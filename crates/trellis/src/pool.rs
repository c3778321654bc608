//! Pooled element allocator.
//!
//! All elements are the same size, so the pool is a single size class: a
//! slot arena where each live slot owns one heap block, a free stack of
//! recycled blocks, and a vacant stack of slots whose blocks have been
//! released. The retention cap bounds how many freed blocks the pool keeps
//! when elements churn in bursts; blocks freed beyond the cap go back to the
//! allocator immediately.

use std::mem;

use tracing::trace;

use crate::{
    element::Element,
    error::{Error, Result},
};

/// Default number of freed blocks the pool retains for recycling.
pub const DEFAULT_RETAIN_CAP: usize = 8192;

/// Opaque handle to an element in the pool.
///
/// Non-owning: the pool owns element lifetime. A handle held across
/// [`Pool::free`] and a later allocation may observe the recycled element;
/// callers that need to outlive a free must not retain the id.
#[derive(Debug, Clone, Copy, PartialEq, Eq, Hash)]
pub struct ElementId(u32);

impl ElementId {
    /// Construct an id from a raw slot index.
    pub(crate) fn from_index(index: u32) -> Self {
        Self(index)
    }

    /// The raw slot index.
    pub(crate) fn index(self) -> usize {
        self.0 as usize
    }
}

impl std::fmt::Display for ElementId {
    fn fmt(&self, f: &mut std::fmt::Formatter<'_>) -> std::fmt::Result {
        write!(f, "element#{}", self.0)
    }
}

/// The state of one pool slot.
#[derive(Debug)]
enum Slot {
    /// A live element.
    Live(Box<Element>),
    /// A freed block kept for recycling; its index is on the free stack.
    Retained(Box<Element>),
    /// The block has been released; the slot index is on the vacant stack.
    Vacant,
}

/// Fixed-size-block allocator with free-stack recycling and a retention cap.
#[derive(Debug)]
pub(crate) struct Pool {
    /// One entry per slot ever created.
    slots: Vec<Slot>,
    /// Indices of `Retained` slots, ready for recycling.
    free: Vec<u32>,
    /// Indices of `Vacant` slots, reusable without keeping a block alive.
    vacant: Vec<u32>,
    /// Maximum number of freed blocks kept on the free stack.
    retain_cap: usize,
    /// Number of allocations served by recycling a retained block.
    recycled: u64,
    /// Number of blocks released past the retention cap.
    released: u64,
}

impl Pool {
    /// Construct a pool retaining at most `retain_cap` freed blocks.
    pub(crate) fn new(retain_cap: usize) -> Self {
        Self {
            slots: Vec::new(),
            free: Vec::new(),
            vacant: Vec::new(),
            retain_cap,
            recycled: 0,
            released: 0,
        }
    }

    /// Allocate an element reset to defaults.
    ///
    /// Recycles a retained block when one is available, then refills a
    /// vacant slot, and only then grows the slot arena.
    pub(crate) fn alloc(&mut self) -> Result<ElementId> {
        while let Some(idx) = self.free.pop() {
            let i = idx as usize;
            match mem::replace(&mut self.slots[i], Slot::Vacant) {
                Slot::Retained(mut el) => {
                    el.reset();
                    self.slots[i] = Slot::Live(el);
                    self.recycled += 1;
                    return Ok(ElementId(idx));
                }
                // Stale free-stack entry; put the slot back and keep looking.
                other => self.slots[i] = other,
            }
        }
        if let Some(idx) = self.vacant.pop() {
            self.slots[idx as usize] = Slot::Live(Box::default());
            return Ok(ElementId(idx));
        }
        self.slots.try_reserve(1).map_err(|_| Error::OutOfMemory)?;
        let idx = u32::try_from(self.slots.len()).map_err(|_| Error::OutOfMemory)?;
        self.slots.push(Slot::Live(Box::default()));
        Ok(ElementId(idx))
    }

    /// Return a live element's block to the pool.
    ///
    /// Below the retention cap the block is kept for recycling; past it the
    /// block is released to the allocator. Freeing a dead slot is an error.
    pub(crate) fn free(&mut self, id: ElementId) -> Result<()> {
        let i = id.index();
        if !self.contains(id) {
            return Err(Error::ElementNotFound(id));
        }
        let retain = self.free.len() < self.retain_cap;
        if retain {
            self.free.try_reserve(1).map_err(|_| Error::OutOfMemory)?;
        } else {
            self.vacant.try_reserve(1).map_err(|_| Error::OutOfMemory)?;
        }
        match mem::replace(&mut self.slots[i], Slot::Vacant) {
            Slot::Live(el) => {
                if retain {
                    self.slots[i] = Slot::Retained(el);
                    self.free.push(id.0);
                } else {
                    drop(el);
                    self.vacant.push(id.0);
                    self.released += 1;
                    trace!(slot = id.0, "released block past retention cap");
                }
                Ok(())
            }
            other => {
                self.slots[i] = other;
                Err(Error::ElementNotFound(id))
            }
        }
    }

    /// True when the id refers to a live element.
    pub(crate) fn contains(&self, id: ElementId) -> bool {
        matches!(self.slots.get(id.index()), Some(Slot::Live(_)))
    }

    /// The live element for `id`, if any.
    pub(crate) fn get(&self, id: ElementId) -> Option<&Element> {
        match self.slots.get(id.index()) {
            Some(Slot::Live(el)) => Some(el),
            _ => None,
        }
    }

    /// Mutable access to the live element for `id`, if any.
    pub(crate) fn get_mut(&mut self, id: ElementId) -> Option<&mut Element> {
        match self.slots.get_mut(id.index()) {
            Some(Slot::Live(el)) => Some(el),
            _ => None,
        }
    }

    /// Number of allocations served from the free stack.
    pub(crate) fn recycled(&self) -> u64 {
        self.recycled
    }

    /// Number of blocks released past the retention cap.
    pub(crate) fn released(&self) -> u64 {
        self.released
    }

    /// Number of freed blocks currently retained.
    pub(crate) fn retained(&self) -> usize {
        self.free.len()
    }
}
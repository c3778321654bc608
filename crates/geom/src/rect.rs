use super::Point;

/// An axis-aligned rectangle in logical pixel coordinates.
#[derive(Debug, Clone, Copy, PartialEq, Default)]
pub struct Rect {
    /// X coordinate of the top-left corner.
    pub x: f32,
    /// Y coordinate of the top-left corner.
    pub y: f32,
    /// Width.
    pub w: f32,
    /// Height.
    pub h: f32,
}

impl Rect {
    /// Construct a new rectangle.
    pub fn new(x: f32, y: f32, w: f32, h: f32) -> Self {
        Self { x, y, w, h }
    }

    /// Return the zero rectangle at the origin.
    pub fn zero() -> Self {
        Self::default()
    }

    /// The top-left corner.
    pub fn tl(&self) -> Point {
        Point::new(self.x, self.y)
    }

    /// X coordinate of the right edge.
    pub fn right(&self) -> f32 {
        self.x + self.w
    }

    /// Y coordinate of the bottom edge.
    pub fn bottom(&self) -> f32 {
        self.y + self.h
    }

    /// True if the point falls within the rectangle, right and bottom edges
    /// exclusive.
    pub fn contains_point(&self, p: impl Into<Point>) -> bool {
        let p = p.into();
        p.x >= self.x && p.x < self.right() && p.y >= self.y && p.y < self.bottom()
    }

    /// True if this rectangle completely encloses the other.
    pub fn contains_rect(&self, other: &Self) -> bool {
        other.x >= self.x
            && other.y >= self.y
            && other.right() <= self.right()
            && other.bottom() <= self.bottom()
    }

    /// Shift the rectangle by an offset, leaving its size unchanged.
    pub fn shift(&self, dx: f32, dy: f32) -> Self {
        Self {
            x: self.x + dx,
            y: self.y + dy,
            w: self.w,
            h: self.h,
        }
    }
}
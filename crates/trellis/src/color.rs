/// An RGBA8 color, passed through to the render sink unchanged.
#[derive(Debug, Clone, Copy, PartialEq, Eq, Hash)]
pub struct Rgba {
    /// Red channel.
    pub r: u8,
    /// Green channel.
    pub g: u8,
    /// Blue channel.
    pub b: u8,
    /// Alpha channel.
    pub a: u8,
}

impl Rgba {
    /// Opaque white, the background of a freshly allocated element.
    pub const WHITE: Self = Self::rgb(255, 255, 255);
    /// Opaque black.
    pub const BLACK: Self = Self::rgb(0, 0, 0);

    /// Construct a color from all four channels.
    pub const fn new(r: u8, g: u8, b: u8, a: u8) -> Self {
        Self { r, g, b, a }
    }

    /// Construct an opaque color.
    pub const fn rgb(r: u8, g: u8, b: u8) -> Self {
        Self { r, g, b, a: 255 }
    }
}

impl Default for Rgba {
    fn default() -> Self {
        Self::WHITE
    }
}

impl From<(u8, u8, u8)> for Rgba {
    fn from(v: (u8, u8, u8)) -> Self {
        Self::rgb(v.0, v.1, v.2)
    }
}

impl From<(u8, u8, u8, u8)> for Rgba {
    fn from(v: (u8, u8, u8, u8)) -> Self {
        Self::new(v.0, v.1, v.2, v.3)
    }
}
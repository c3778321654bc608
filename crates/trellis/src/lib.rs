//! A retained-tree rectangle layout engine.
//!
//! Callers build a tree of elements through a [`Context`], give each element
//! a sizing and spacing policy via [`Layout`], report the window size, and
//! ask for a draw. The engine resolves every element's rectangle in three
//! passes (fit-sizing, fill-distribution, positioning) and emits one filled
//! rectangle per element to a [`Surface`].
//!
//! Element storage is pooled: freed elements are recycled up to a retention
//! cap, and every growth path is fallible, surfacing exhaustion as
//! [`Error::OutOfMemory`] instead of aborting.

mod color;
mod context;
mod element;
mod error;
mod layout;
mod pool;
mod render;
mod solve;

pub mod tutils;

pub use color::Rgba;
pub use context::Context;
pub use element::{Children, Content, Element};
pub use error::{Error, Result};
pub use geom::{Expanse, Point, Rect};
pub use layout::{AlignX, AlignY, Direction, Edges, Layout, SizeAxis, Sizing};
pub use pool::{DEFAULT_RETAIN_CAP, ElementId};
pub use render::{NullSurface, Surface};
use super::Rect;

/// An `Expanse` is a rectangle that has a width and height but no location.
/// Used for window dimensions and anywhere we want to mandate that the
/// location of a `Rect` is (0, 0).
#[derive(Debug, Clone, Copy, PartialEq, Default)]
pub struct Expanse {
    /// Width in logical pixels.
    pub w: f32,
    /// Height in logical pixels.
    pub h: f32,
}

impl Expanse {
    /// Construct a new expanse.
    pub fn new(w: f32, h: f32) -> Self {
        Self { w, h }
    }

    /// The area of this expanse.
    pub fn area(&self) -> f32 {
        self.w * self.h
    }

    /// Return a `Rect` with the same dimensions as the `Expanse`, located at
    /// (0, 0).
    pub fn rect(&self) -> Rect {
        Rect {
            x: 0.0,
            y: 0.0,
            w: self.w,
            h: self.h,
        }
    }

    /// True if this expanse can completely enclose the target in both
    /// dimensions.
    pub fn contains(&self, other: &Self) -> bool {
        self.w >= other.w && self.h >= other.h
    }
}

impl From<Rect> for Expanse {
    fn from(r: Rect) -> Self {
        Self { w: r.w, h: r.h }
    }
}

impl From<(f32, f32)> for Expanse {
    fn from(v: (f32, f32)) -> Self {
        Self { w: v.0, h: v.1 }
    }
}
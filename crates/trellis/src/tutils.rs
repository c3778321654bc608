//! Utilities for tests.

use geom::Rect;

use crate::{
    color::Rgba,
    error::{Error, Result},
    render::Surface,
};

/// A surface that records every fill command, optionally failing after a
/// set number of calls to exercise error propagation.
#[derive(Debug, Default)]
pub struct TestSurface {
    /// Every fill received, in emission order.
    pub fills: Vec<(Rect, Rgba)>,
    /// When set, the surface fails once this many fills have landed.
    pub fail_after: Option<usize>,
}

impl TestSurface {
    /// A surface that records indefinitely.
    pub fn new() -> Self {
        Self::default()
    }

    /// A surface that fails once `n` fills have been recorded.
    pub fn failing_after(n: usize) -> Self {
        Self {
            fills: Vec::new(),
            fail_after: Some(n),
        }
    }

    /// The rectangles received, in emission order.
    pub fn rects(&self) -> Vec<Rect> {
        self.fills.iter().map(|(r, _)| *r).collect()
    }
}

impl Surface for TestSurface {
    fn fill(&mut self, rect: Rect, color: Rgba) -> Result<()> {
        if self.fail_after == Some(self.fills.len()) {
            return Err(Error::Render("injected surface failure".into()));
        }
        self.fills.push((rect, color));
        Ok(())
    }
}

============================================================

If a line in the entries includes the word "handle", copy that line out.

**RESULT OF THE EXERCISE**
/// Opaque handle to an element in the pool.
/// Non-owning: the pool owns element lifetime. A handle held across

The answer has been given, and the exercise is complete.